WHAT YOU HAVE TO DO ▸ Search the entries below for "query". Report each line where it occurs.

--- START ---

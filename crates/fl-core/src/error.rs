//! Error taxonomy shared across the FleetLens crates.

use thiserror::Error;

/// Result alias used throughout the core and connector crates.
pub type LensResult<T> = Result<T, LensError>;

/// Errors surfaced by identity resolution, membership aggregation,
/// assignment resolution, and group mutations.
///
/// Per-item failures inside a fan-out (one policy's assignment fetch, one
/// group's mutation) are caught and recorded against that item; they never
/// appear as a `LensError` from the batch operation. Listing fetches,
/// membership-map builds, and identity resolution propagate these directly.
/// Nothing in this crate retries a failed call.
#[derive(Error, Debug, Clone)]
pub enum LensError {
    /// Transport-level failure: connect, timeout, TLS.
    #[error("network error: {0}")]
    Network(String),

    /// Non-2xx response from the management API.
    #[error("HTTP {status}: {body}")]
    Http { status: u16, body: String },

    /// Response body could not be interpreted: malformed JSON, a report
    /// missing required columns, or an undecodable script payload.
    #[error("decode error: {0}")]
    Decode(String),

    /// An identity or group lookup came back empty or malformed, or no
    /// captured credential is available.
    #[error("resolution failed: {0}")]
    Resolution(String),

    /// An add/remove membership call failed for a specific group.
    #[error("mutation failed for group {group}: {reason}")]
    Mutation { group: String, reason: String },

    /// Invalid client or CLI configuration.
    #[error("configuration error: {0}")]
    Config(String),
}

impl LensError {
    /// Builds an [`LensError::Http`], truncating oversized bodies so error
    /// messages stay displayable. The cut lands on a char boundary; bodies
    /// are localized and may hold multibyte text.
    pub fn http(status: u16, body: impl Into<String>) -> Self {
        let mut body = body.into();
        if body.len() > 500 {
            let mut cut = 500;
            while !body.is_char_boundary(cut) {
                cut -= 1;
            }
            body.truncate(cut);
            body.push_str("...");
        }
        LensError::Http { status, body }
    }

    /// True for responses that indicate the resource does not exist.
    pub fn is_not_found(&self) -> bool {
        matches!(self, LensError::Http { status: 404, .. })
    }
}
//! Console-URL extraction: pull the managed-device and policy ids out of a
//! pasted admin-console deep link.

use std::sync::OnceLock;

use anyhow::{bail, Result};
use regex::Regex;

static DEVICE_ID: OnceLock<Regex> = OnceLock::new();
static POLICY_ID: OnceLock<Regex> = OnceLock::new();

/// Extracts the managed-device id (`mdmDeviceId/...` segment). A bare id is
/// accepted as-is.
pub fn extract_device_id(input: &str) -> Result<String> {
    let pattern = DEVICE_ID
        .get_or_init(|| Regex::new(r"(?i)mdmDeviceId/([\w-]+)").expect("valid pattern"));
    extract(input, pattern, "mdmDeviceId")
}

/// Extracts the policy/script id (`policyId/...` segment).
pub fn extract_policy_id(input: &str) -> Result<String> {
    let pattern =
        POLICY_ID.get_or_init(|| Regex::new(r"(?i)policyId/([\w-]+)").expect("valid pattern"));
    extract(input, pattern, "policyId")
}

fn extract(input: &str, pattern: &Regex, marker: &str) -> Result<String> {
    let input = input.trim();
    if input.is_empty() {
        bail!("no id or console URL provided");
    }
    // Not a URL: treat the whole argument as the id.
    if !input.contains('/') {
        return Ok(input.to_string());
    }
    match pattern.captures(input) {
        Some(captures) => Ok(captures[1].to_string()),
        None => bail!("no '{marker}/...' segment found in the console URL"),
    }
}

#[cfg(test)]
mod tests {
    use super::*;

    const URL: &str = "https://intune.microsoft.com/#view/Microsoft_Intune_Devices/DeviceSettingsMenuBlade/~/overview/mdmDeviceId/3f2504e0-4f89-11d3-9a0c-0305e82c3301/primaryUserId/";

    #[test]
    fn finds_device_id_in_console_url() {
        let id = extract_device_id(URL).unwrap();
        assert_eq!(id, "3f2504e0-4f89-11d3-9a0c-0305e82c3301");
    }

    #[test]
    fn marker_match_is_case_insensitive() {
        let id = extract_device_id("https://x/MDMDEVICEID/abc-123/rest").unwrap();
        assert_eq!(id, "abc-123");
    }

    #[test]
    fn bare_id_passes_through() {
        assert_eq!(extract_device_id(" dev-42 ").unwrap(), "dev-42");
    }

    #[test]
    fn url_without_marker_is_rejected() {
        assert!(extract_device_id("https://intune.microsoft.com/#home").is_err());
        assert!(extract_policy_id(URL).is_err());
        assert!(extract_device_id("   ").is_err());
    }

    #[test]
    fn finds_policy_id() {
        let url = "https://intune.microsoft.com/#blade/policyId/9b1f-22/settings";
        assert_eq!(extract_policy_id(url).unwrap(), "9b1f-22");
    }
}
//! The `group` commands: search, create, and batch add/remove membership.

use anyhow::{bail, Context, Result};
use colored::Colorize;
use tracing::info;

use fl_core::{
    actions, apply_mutation, resolve_identity, GroupSelector, ManagementApi, MutationAction,
    SearchSnapshot, TargetKind,
};

use crate::console;
use crate::render;
use crate::state::StateStore;
use crate::OutputFormat;

/// Searches directory groups and snapshots the results so later add/remove
/// invocations can reference them by name.
pub async fn search<A>(
    api: &A,
    store: &StateStore,
    query: &str,
    format: OutputFormat,
) -> Result<()>
where
    A: ManagementApi + ?Sized,
{
    let results = actions::search_groups(api, query)
        .await
        .context("Group search failed")?;

    if format == OutputFormat::Json {
        println!("{}", serde_json::to_string_pretty(&results)?);
    } else {
        render::print_search_results(&results);
    }

    let mut state = store.load()?;
    state.view.last_search = Some(SearchSnapshot {
        query: query.to_string(),
        results,
    });
    store.save(state)?;
    Ok(())
}

/// Creates a security group.
pub async fn create<A>(api: &A, name: &str, format: OutputFormat) -> Result<()>
where
    A: ManagementApi + ?Sized,
{
    let group = actions::create_group(api, name)
        .await
        .context("Group creation failed")?;
    if format == OutputFormat::Json {
        println!("{}", serde_json::to_string_pretty(&group)?);
    } else {
        println!(
            "{} {} [{}]",
            "Created".green(),
            group.display_name.cyan(),
            group.id
        );
    }
    Ok(())
}

pub struct MutateArgs {
    pub target: String,
    pub groups: Vec<String>,
    pub as_user: bool,
}

/// Adds or removes the resolved identity across the selected groups.
pub async fn mutate<A>(
    api: &A,
    store: &StateStore,
    action: MutationAction,
    args: MutateArgs,
    format: OutputFormat,
) -> Result<()>
where
    A: ManagementApi + ?Sized,
{
    if args.groups.is_empty() {
        bail!("no groups selected (pass --group at least once)");
    }
    let mdm_id = console::extract_device_id(&args.target)?;
    let mut state = store.load()?;
    state.view.target_mode = if args.as_user {
        TargetKind::User
    } else {
        TargetKind::Device
    };

    let subject = resolve_identity(api, &mdm_id, state.view.target_mode)
        .await
        .context("Identity resolution failed")?;

    // Selections matching the last search go by id; dynamic groups are
    // rejected here, before any call is made.
    let snapshot = state.view.last_search.clone();
    let mut selectors = Vec::new();
    for wanted in &args.groups {
        let hit = snapshot.as_ref().and_then(|snap| {
            snap.results
                .iter()
                .find(|g| g.id == *wanted || g.display_name.eq_ignore_ascii_case(wanted))
        });
        match hit {
            Some(group) if group.is_dynamic => {
                bail!(
                    "'{}' is a dynamic group; membership is rule-managed and cannot be edited",
                    group.display_name
                );
            }
            Some(group) => selectors.push(GroupSelector::ById {
                id: group.id.clone(),
                name: group.display_name.clone(),
            }),
            None => selectors.push(GroupSelector::ByName(wanted.clone())),
        }
    }

    let report = apply_mutation(api, action, &subject, &selectors).await;
    info!(subject = %subject.display_name, status = ?report.status, "mutation finished");
    if format == OutputFormat::Json {
        println!("{}", serde_json::to_string_pretty(&report)?);
    } else {
        render::print_mutation_report(&report);
    }

    state.view.selected_group_ids = report
        .outcomes
        .iter()
        .filter_map(|o| o.group_id.clone())
        .collect();
    store.save(state)?;
    Ok(())
}
//! FleetLens CLI
//!
//! Resolves a managed device's directory identity, aggregates its group
//! memberships, and cross-references them against the Intune assignment
//! feeds.

use std::path::PathBuf;

use anyhow::Result;
use clap::{Parser, Subcommand};
use colored::Colorize;

mod commands;
mod config;
mod console;
mod logging;
mod render;
mod state;

use commands::{assignments, build_client, groups, logs, scripts};
use config::{default_config_path, AppConfig};
use fl_core::{AssignmentDomain, MutationAction};
use state::StateStore;

#[derive(Parser)]
#[command(name = "fleetlens")]
#[command(version)]
#[command(about = "Assignment-resolution lens for Intune-managed devices", long_about = None)]
struct Cli {
    /// Configuration file path
    #[arg(short, long, value_name = "FILE")]
    config: Option<PathBuf>,

    /// Enable verbose output
    #[arg(short, long)]
    verbose: bool,

    /// Output format (text, json)
    #[arg(long, default_value = "text")]
    format: OutputFormat,

    #[command(subcommand)]
    command: Commands,
}

#[derive(Clone, Copy, PartialEq, Eq)]
pub enum OutputFormat {
    Text,
    Json,
}

impl std::str::FromStr for OutputFormat {
    type Err = String;

    fn from_str(s: &str) -> Result<Self, Self::Err> {
        match s.to_lowercase().as_str() {
            "text" => Ok(OutputFormat::Text),
            "json" => Ok(OutputFormat::Json),
            _ => Err(format!("Invalid output format: {}", s)),
        }
    }
}

fn parse_domain(s: &str) -> Result<AssignmentDomain, String> {
    match s.to_lowercase().as_str() {
        "configuration" | "config" => Ok(AssignmentDomain::Configuration),
        "compliance" => Ok(AssignmentDomain::Compliance),
        "application" | "app" | "apps" => Ok(AssignmentDomain::Application),
        "script" | "scripts" => Ok(AssignmentDomain::Script),
        _ => Err(format!("Invalid domain: {}", s)),
    }
}

#[derive(Subcommand)]
enum Commands {
    /// Resolve one domain's assignments for a device
    Assignments {
        /// Console URL or managed-device id
        target: String,

        /// Assignment domain (configuration, compliance, application, script)
        #[arg(short, long, value_parser = parse_domain)]
        domain: Option<AssignmentDomain>,

        /// Case-insensitive substring filter on subject names
        #[arg(short, long)]
        filter: Option<String>,

        /// Sort subjects descending
        #[arg(long)]
        desc: bool,
    },

    /// Show a device's aggregated group memberships
    Memberships {
        /// Console URL or managed-device id
        target: String,
    },

    /// Search, create, and edit directory groups
    Group {
        #[command(subcommand)]
        action: GroupCommands,
    },

    /// Platform scripts
    Script {
        #[command(subcommand)]
        action: ScriptCommands,
    },

    /// Diagnostic log collection
    Logs {
        #[command(subcommand)]
        action: LogCommands,
    },

    /// Show current configuration
    Config {
        /// Show secrets (redacted by default)
        #[arg(long)]
        show_secrets: bool,
    },
}

#[derive(Subcommand)]
enum GroupCommands {
    /// Search directory groups by display name
    Search {
        /// Display-name prefix
        query: String,
    },

    /// Create a security group
    Create {
        /// Display name
        name: String,
    },

    /// Add the device (or its user) to groups
    Add {
        /// Console URL or managed-device id
        target: String,

        /// Group name or id (repeatable)
        #[arg(short, long = "group", value_name = "GROUP")]
        groups: Vec<String>,

        /// Mutate the associated user instead of the device
        #[arg(long)]
        user: bool,
    },

    /// Remove the device (or its user) from groups
    Remove {
        /// Console URL or managed-device id
        target: String,

        /// Group name or id (repeatable)
        #[arg(short, long = "group", value_name = "GROUP")]
        groups: Vec<String>,

        /// Mutate the associated user instead of the device
        #[arg(long)]
        user: bool,
    },
}

#[derive(Subcommand)]
enum ScriptCommands {
    /// Download a script's content
    Download {
        /// Console URL (policyId/...) or script id
        target: String,

        /// Output path (defaults to the script's file name)
        #[arg(short, long)]
        out: Option<PathBuf>,
    },
}

#[derive(Subcommand)]
enum LogCommands {
    /// Request diagnostic log collection for an app on a device
    Collect {
        /// Console URL or managed-device id
        target: String,

        /// Application id
        #[arg(short, long)]
        app: String,

        /// Log folder to collect (repeatable)
        #[arg(short, long = "folder", value_name = "PATH")]
        folders: Vec<String>,
    },
}

#[tokio::main]
async fn main() -> Result<()> {
    let cli = Cli::parse();

    let config_path = cli.config.clone().unwrap_or_else(default_config_path);
    let app_config = AppConfig::load(&config_path).unwrap_or_else(|_| {
        if cli.verbose {
            eprintln!("Using default configuration (no config file found)");
        }
        AppConfig::default()
    });

    let mut log_config = app_config.logging.clone();
    if cli.verbose {
        log_config.level = "debug".to_string();
    }
    if cli.format == OutputFormat::Json {
        log_config.json_format = true;
    }
    logging::init(&log_config);

    let store = StateStore::new(&app_config.state_file);

    match cli.command {
        Commands::Assignments {
            target,
            domain,
            filter,
            desc,
        } => {
            let api = build_client(&app_config)?;
            assignments::run(
                &api,
                &store,
                assignments::AssignmentArgs {
                    target,
                    domain,
                    filter,
                    descending: desc,
                },
                cli.format,
            )
            .await
        }
        Commands::Memberships { target } => {
            let api = build_client(&app_config)?;
            assignments::memberships(&api, &target, cli.format).await
        }
        Commands::Group { action } => {
            let api = build_client(&app_config)?;
            match action {
                GroupCommands::Search { query } => {
                    groups::search(&api, &store, &query, cli.format).await
                }
                GroupCommands::Create { name } => groups::create(&api, &name, cli.format).await,
                GroupCommands::Add {
                    target,
                    groups: selected,
                    user,
                } => {
                    groups::mutate(
                        &api,
                        &store,
                        MutationAction::Add,
                        groups::MutateArgs {
                            target,
                            groups: selected,
                            as_user: user,
                        },
                        cli.format,
                    )
                    .await
                }
                GroupCommands::Remove {
                    target,
                    groups: selected,
                    user,
                } => {
                    groups::mutate(
                        &api,
                        &store,
                        MutationAction::Remove,
                        groups::MutateArgs {
                            target,
                            groups: selected,
                            as_user: user,
                        },
                        cli.format,
                    )
                    .await
                }
            }
        }
        Commands::Script { action } => {
            let api = build_client(&app_config)?;
            match action {
                ScriptCommands::Download { target, out } => {
                    scripts::download(&api, &target, out).await
                }
            }
        }
        Commands::Logs { action } => {
            let api = build_client(&app_config)?;
            match action {
                LogCommands::Collect {
                    target,
                    app,
                    folders,
                } => logs::collect(&api, &target, &app, &folders).await,
            }
        }
        Commands::Config { show_secrets } => {
            let display_config = if show_secrets {
                app_config
            } else {
                app_config.redact_secrets()
            };
            if cli.format == OutputFormat::Json {
                println!("{}", serde_json::to_string_pretty(&display_config)?);
            } else {
                println!("{}", "Current Configuration".bold());
                println!("─────────────────────");
                println!("Config file: {}", config_path.display());
                println!("Graph base URL: {}", display_config.graph.base_url);
                println!("Timeout: {}s", display_config.graph.timeout_secs);
                println!("State file: {}", display_config.state_file.display());
                match &display_config.credential.token {
                    Some(token) => println!("Credential: static token ({})", token),
                    None => println!(
                        "Credential: capture file {}",
                        display_config.credential.capture_file.display()
                    ),
                }
            }
            Ok(())
        }
    }
}
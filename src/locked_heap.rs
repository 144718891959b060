//! A `Heap` behind a single lock.
//!
//! Split and coalesce move block boundaries around non-locally, so the whole
//! heap is guarded by one lock rather than anything finer grained. Wrapping it
//! this way also lets a heap serve as an `Allocator` for collections:
//!
//! ```
//! use allocator_api2::vec::Vec;
//! use region_heap::{Heap, LockedHeap, SingleThreadedLock};
//!
//! let heap = LockedHeap::new(Heap::new(4096)?, SingleThreadedLock::new());
//!
//! let mut v = Vec::new_in(&heap);
//! v.extend([1u32, 2, 3]);
//! assert_eq!(v.iter().sum::<u32>(), 6);
//! # Ok::<(), region_heap::HeapError>(())
//! ```

use core::ptr;

use super::*;
use crate::header::{BLOCK_ALIGN, WORD_BYTES};

mod mutex;
use mutex::Mutex;
pub use mutex::{Lock, SingleThreadedLock, SpinLock};

/// A [`Heap`] guarded by a lock of type `L`.
///
/// With a `Sync` lock such as [`SpinLock`], a `LockedHeap` can be shared
/// between threads. With [`SingleThreadedLock`] it cannot, but re-entrant use
/// is still caught.
pub struct LockedHeap<L>
where
    L: Lock,
{
    heap: Mutex<Heap, L>,
}

impl<L> LockedHeap<L>
where
    L: Lock,
{
    /// Put `heap` behind `lock`.
    #[inline]
    pub const fn new(heap: Heap, lock: L) -> Self {
        LockedHeap {
            heap: Mutex::new(heap, lock),
        }
    }

    /// Take the heap back out of its lock.
    #[inline]
    pub fn into_inner(self) -> Heap {
        self.heap.into_inner()
    }

    /// Lock the heap and run `f` on it.
    #[inline]
    pub fn with<R>(&self, f: impl FnOnce(&mut Heap) -> R) -> R {
        let mut heap = self.heap.lock();
        f(&mut heap)
    }

    /// See [`Heap::allocate`].
    #[inline]
    pub fn allocate_block(&self, size: usize) -> Result<NonNull<u8>, HeapError> {
        self.with(|heap| heap.allocate(size))
    }

    /// See [`Heap::release`].
    #[inline]
    pub fn release(&self, ptr: *mut u8) -> Result<(), HeapError> {
        self.with(|heap| heap.release(ptr))
    }

    /// See [`Heap::stats`].
    #[inline]
    pub fn stats(&self) -> HeapStats {
        self.with(|heap| heap.stats())
    }

    /// See [`Heap::dump`].
    #[inline]
    pub fn dump(&self) {
        self.with(|heap| heap.dump())
    }
}

/// A well-aligned, non-null pointer for zero-sized allocations. It never
/// points into the heap.
#[inline]
fn dangling(layout: Layout) -> NonNull<[u8]> {
    let ptr = ptr::without_provenance_mut::<u8>(layout.align());
    // Safety: alignments are never zero.
    let ptr = unsafe { NonNull::new_unchecked(ptr) };
    NonNull::slice_from_raw_parts(ptr, 0)
}

unsafe impl<L> Allocator for LockedHeap<L>
where
    L: Lock,
{
    fn allocate(&self, layout: Layout) -> Result<NonNull<[u8]>, AllocError> {
        if layout.align() > BLOCK_ALIGN {
            log::debug!("refusing over-aligned layout {layout:?}");
            return Err(AllocError);
        }
        if layout.size() == 0 {
            return Ok(dangling(layout));
        }

        let (ptr, len) = self
            .with(|heap| heap.allocate_with_len(layout.size()))
            .map_err(|e| {
                log::debug!("allocate({layout:?}) failed: {e}");
                AllocError
            })?;

        debug_assert!(len >= layout.size());
        debug_assert_eq!(ptr.as_ptr() as usize % layout.align(), 0);
        debug_assert_eq!(len % BLOCK_ALIGN, BLOCK_ALIGN - WORD_BYTES);

        Ok(NonNull::slice_from_raw_parts(ptr, len))
    }

    unsafe fn deallocate(&self, ptr: NonNull<u8>, layout: Layout) {
        if layout.size() == 0 {
            return;
        }

        if let Err(e) = self.release(ptr.as_ptr()) {
            log::error!("deallocate({ptr:p}, {layout:?}) failed: {e}");
            if cfg!(debug_assertions) {
                panic!("deallocating {ptr:p} with {layout:?} failed: {e}");
            }
        }
    }
}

--- END ---

ANSWER TO THIS PROBLEM ▸
    query: &str,
    let results = actions::search_groups(api, query)
        query: query.to_string(),
        query: String,
                GroupCommands::Search { query } => {
                    groups::search(&api, &store, &query, cli.format).await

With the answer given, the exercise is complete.